Required work: What lines below contain the string "FilesystemObjectStore"? List them all.

======== Data in this exercise

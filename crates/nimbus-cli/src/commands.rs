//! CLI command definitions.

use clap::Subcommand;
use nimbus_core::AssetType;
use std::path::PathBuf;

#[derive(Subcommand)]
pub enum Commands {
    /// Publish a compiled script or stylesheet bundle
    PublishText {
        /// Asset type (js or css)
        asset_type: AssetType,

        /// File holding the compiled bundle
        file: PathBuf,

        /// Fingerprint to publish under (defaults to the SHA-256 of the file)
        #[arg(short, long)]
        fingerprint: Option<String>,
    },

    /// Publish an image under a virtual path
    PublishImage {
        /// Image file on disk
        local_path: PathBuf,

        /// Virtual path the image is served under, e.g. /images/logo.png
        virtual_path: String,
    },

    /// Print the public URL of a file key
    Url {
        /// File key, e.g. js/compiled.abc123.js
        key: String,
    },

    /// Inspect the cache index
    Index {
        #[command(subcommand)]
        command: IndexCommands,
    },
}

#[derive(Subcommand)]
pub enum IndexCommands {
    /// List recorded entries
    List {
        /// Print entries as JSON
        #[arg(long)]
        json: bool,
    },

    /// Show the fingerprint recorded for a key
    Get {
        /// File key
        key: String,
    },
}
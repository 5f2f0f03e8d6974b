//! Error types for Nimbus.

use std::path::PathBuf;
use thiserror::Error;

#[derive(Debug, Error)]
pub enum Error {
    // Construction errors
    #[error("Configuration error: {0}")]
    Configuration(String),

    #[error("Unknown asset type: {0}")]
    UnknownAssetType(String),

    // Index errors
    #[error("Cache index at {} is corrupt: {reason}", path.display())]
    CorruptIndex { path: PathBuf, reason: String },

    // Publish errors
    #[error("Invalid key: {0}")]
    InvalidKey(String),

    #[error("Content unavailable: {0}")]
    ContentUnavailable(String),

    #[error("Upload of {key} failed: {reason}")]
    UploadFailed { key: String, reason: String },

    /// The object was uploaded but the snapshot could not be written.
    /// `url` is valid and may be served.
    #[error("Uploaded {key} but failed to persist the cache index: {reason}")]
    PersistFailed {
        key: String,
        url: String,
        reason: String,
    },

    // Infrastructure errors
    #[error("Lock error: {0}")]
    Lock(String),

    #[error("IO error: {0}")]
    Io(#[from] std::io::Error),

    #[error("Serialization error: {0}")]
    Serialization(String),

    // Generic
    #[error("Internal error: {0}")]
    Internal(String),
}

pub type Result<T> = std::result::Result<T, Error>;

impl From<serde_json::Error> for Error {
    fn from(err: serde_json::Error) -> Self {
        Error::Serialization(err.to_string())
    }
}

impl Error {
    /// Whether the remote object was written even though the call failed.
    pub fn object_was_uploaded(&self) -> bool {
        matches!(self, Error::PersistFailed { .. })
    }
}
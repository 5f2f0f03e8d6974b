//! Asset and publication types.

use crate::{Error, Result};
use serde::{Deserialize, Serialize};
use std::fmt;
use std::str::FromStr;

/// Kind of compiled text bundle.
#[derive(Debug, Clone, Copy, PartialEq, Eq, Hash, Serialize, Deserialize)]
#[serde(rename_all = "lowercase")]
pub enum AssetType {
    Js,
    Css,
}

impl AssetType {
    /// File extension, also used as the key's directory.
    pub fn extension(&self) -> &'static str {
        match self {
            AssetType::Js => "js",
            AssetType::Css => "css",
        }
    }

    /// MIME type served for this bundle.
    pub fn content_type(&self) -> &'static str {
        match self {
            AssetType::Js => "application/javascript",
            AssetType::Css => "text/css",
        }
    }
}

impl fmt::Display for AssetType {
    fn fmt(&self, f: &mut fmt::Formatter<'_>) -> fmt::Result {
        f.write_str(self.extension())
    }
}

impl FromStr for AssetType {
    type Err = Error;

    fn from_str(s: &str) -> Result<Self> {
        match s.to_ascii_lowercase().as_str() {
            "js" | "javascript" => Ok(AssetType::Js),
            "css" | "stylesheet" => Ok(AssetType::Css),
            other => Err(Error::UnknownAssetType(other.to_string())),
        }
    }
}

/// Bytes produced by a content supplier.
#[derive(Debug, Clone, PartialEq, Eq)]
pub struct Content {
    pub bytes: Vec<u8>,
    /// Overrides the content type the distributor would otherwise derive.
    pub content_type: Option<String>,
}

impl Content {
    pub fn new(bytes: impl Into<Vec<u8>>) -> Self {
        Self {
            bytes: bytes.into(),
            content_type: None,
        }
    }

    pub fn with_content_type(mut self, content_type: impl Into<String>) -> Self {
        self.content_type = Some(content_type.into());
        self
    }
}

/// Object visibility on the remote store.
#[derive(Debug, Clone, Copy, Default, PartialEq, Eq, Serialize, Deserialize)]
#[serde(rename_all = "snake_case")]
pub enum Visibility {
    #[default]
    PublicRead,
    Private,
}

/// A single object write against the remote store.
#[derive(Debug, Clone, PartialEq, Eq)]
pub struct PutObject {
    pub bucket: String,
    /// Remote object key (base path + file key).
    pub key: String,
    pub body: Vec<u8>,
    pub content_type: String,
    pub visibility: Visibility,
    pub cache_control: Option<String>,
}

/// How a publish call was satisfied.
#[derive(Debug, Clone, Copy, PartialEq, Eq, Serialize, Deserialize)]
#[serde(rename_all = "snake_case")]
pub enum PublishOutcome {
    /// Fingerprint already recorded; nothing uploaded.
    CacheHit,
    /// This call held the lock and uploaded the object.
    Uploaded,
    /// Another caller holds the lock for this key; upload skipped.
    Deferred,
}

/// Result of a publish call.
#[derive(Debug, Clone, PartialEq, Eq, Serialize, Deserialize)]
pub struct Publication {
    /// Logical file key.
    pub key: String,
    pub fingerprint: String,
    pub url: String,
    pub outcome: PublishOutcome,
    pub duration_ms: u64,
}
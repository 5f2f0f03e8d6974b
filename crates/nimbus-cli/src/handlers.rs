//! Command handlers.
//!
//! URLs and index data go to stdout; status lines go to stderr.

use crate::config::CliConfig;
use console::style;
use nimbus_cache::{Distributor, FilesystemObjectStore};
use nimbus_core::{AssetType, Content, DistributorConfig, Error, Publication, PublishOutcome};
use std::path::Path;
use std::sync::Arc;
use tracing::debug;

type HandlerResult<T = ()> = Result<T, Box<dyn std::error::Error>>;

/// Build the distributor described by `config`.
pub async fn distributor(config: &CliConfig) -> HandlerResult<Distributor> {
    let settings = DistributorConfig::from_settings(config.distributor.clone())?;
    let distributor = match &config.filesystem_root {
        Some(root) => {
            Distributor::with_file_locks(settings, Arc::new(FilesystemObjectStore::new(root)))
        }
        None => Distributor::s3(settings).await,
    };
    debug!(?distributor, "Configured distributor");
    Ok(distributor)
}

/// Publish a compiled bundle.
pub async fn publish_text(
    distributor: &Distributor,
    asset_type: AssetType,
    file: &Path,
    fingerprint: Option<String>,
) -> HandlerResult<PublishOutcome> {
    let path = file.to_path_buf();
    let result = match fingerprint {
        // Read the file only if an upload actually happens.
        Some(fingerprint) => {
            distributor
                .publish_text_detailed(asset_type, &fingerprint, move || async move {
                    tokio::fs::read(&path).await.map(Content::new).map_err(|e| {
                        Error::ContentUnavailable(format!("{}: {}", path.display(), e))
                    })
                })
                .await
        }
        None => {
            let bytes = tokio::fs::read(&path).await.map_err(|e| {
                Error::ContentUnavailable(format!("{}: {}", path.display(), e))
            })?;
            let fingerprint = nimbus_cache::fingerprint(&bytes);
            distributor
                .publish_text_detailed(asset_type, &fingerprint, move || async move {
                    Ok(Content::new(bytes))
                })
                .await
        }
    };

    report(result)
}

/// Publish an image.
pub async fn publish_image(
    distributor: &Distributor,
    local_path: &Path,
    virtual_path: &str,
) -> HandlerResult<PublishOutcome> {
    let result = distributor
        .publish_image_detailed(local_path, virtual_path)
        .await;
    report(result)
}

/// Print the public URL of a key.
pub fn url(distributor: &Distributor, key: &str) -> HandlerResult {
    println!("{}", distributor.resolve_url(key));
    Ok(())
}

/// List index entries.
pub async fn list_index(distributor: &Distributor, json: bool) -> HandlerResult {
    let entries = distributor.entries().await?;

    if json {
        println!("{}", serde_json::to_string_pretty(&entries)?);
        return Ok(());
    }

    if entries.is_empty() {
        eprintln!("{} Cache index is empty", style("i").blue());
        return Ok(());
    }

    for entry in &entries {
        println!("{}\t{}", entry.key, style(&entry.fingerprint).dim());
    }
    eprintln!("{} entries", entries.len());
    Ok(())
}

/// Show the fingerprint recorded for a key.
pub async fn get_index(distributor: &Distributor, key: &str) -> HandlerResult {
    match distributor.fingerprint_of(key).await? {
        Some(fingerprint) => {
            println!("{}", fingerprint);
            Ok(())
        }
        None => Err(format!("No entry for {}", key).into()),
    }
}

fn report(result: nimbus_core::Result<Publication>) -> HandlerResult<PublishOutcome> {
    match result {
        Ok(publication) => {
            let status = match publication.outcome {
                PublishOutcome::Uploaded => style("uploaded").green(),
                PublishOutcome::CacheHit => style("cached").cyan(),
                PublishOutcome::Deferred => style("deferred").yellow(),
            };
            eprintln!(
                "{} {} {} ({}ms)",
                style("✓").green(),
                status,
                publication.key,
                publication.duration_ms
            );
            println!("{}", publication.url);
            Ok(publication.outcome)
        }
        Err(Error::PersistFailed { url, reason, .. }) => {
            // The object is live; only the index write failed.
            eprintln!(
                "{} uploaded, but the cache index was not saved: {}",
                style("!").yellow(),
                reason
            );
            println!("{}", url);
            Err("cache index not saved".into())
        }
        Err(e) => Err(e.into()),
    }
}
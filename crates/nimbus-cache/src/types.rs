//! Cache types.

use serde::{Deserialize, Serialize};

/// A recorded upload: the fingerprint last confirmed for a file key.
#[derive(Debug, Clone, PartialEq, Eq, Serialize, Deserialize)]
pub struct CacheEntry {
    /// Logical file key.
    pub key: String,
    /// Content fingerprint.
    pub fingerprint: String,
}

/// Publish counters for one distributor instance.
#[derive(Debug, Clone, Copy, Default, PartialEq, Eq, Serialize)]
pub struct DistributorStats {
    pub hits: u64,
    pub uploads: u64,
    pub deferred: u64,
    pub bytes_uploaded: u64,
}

================

Task result:
use nimbus_cache::{Distributor, FilesystemObjectStore};
            Distributor::with_file_locks(settings, Arc::new(FilesystemObjectStore::new(root)))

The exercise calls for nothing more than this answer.